DESCRIPTION OF THE TASK ▸ Using the material below, set down only the line containing "fs::rename(&tmp_path, path).map_err(|e| SyncError::IoError" and the lines after it, unchanged.

[SUPPLIED DATA Boundary: Start]

use super::document::{parse_manifest, render_manifest};
use crate::core::types::PackageDefinition;
use crate::error::{Result, SyncError};
use crate::traits::ManifestStore;
use std::fs;
use std::io::Write;
use std::path::{Path, PathBuf};

/// Manifest kept in a local file.
pub struct FileManifestStore {
    path: PathBuf,
}

impl FileManifestStore {
    pub fn new(path: impl Into<PathBuf>) -> Self {
        Self { path: path.into() }
    }
}

impl ManifestStore for FileManifestStore {
    fn describe(&self) -> String {
        self.path.display().to_string()
    }

    fn get_packages(&self) -> Result<Vec<PackageDefinition>> {
        if !self.path.exists() {
            return Err(SyncError::ManifestUnavailable(format!(
                "manifest file not found: {}",
                self.path.display()
            )));
        }

        let content = fs::read_to_string(&self.path).map_err(|e| SyncError::IoError {
            path: self.path.clone(),
            source: e,
        })?;

        parse_manifest(&content, &self.describe())
    }

    fn save_packages(&self, packages: &[PackageDefinition]) -> Result<()> {
        let content = render_manifest(packages)?;
        write_atomically(&self.path, &content)
    }
}

/// Write through a sibling temp file, then rename over the target.
fn write_atomically(path: &Path, content: &str) -> Result<()> {
    let dir = match path.parent() {
        Some(dir) if !dir.as_os_str().is_empty() => dir.to_path_buf(),
        _ => PathBuf::from("."),
    };
    fs::create_dir_all(&dir).map_err(|e| SyncError::IoError {
        path: dir.clone(),
        source: e,
    })?;

    let file_name = path
        .file_name()
        .ok_or_else(|| SyncError::PathError(format!("Invalid manifest path: {}", path.display())))?;
    let tmp_path = dir.join(format!(".{}.tmp", file_name.to_string_lossy()));

    let mut tmp_file = fs::File::create(&tmp_path).map_err(|e| SyncError::IoError {
        path: tmp_path.clone(),
        source: e,
    })?;
    tmp_file.write_all(content.as_bytes())?;
    tmp_file.sync_all()?;
    drop(tmp_file);

    fs::rename(&tmp_path, path).map_err(|e| SyncError::IoError {
        path: path.to_path_buf(),
        source: e,
    })?;

    Ok(())
}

[SUPPLIED DATA Boundary: End]

WRITTEN ANSWER ▸
    fs::rename(&tmp_path, path).map_err(|e| SyncError::IoError {
        path: path.to_path_buf(),
        source: e,
    })?;

    Ok(())
}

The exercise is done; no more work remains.